Prices fell despite a better-than-expected Leading Economic Indicators report from the Conference Board. Analysts said the good news wasn’t enough to offset doubts that the market’s advance would last. They also said some selling was inevitable after such a strong performance.
“There’s still little evidence of an economic or business recovery, so this rally has so far been mostly based on expectation. And there’s only so much you can invest on expectation before you start to worry you’ll lose your profits,” said Barry Hyman, chief investment strategist at Ehrenkrantz King Nussbaum.
The Dow Jones Industrial Average closed down 75.08, or 0.8 percent, at 9,901.38. For a second day, the Dow remained 20 percent above the 2001 low it set on Sept. 21, a gain that fits the technical definition of a bull market.
Broader stock indicators also fell. The Standard & Poor’s 500 Index was down 8.40, or 0.7 percent, at 1,142.66, while the Nasdaq Composite Index was down 53.91, or 2.8 percent, at 1,880.51.
The losses weren’t surprising given the market’s recent surge. Investors have been buying gradually since the precipitous sell-off that followed the September 11 terrorist attacks. Specifically, Wall Street is feeling more optimistic about a business turnaround and the U.S. military victories in Afghanistan have helped restore investors’ confidence.
Although the three major indexes have each made double-digit-percentage advances in the last two months and have returned to their pre-attack levels, most analysts caution against too much exuberance. They note that much of the recent gain is a rebound from a catastrophic loss, rather than buying on healthy earnings.

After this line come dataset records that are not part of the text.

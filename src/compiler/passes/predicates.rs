//! Comparison cleanup.
//!
//! Before:
//! ```text
//! c = INT_LESS a, b
//! n = BOOL_NEGATE c
//! ```
//!
//! After:
//! ```text
//! c = INT_LESS a, b        // unread, removed by dead code
//! n = INT_LESSEQUAL b, a
//! ```

use crate::{
    analysis::{Function, OpCode, OpId},
    compiler::{context::PassContext, pass::Rule},
    Result,
};

/// Folds a boolean negation into the comparison it negates.
pub struct NegateCompareRule;

impl Rule for NegateCompareRule {
    fn name(&self) -> &'static str {
        "negatecompare"
    }

    fn group(&self) -> &'static str {
        "cleanup"
    }

    fn description(&self) -> &'static str {
        "Replaces !(a cmp b) by the opposite comparison"
    }

    fn opcodes(&self) -> &'static [OpCode] {
        &[OpCode::BoolNegate]
    }

    fn apply_op(&self, op: OpId, func: &mut Function, _ctx: &mut PassContext) -> Result<usize> {
        let Some(cond) = func.require_op(op)?.input(0) else {
            return Ok(0);
        };
        let Some(def) = func.require_value(cond)?.def() else {
            return Ok(0);
        };
        let compare = func.require_op(def)?;
        let Some((negated, swap)) = compare.opcode().negated_comparison() else {
            return Ok(0);
        };
        let &[a, b] = compare.inputs() else {
            return Ok(0);
        };
        let (first, second) = if swap { (b, a) } else { (a, b) };

        func.set_input(op, 0, first)?;
        func.add_input(op, second)?;
        func.set_opcode(op, negated)?;
        Ok(1)
    }
}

Still, there are some encouraging signs. The Index of Leading Economic Indicators, released yesterday, rose 0.3 percent in October. Wall Street had been expecting a flat report, but the report suggested the economy might be stabilizing.
That might make the Federal Reserve less inclined to cut interest rates for the 11th time this year at its next meeting and that possibility might have contributed to some of the selling but analysts were still pleased.
“You had better-than-expected retail sales last week, better leading indicators this week, all of which is good news,” said Todd Clark, co-head of trading at WR Hambrecht. “That may take the Fed rate cut away, but at this point, I think the psychology is that lower rates aren’t what the market wants or needs. They want to see some signs of a firming economy.”
Mr. Hyman, the chief investment strategist at Ehrenkrantz King Nussbaum, believes a new bull market could be beginning, but it won’t be a stress-free, straight-up advance.
“I do think there’s short-term pain to expect. It will be hard to keep up the pace of the market’s recent advance, and I expect we’ll see a correction and consolidation as part of the process,” he said.
In trading yesterday, technology stocks were pulled lower by losses in issues including Intel, which dropped $1.04 to $29.95.
Retailers also suffered, including Target, which fell $1.29 to $36.50 after meeting analysts’ estimates but reporting a 14 percent drop in third-quarter earnings.
Both sectors have run up in recent weeks on hopes the worst is over for the market.
Oil-related stocks fared better, reflecting hopes that non-OPEC members will also curtail production and, therefore, further stabilize prices. Exxon Mobil rose 95 cents to $37.96.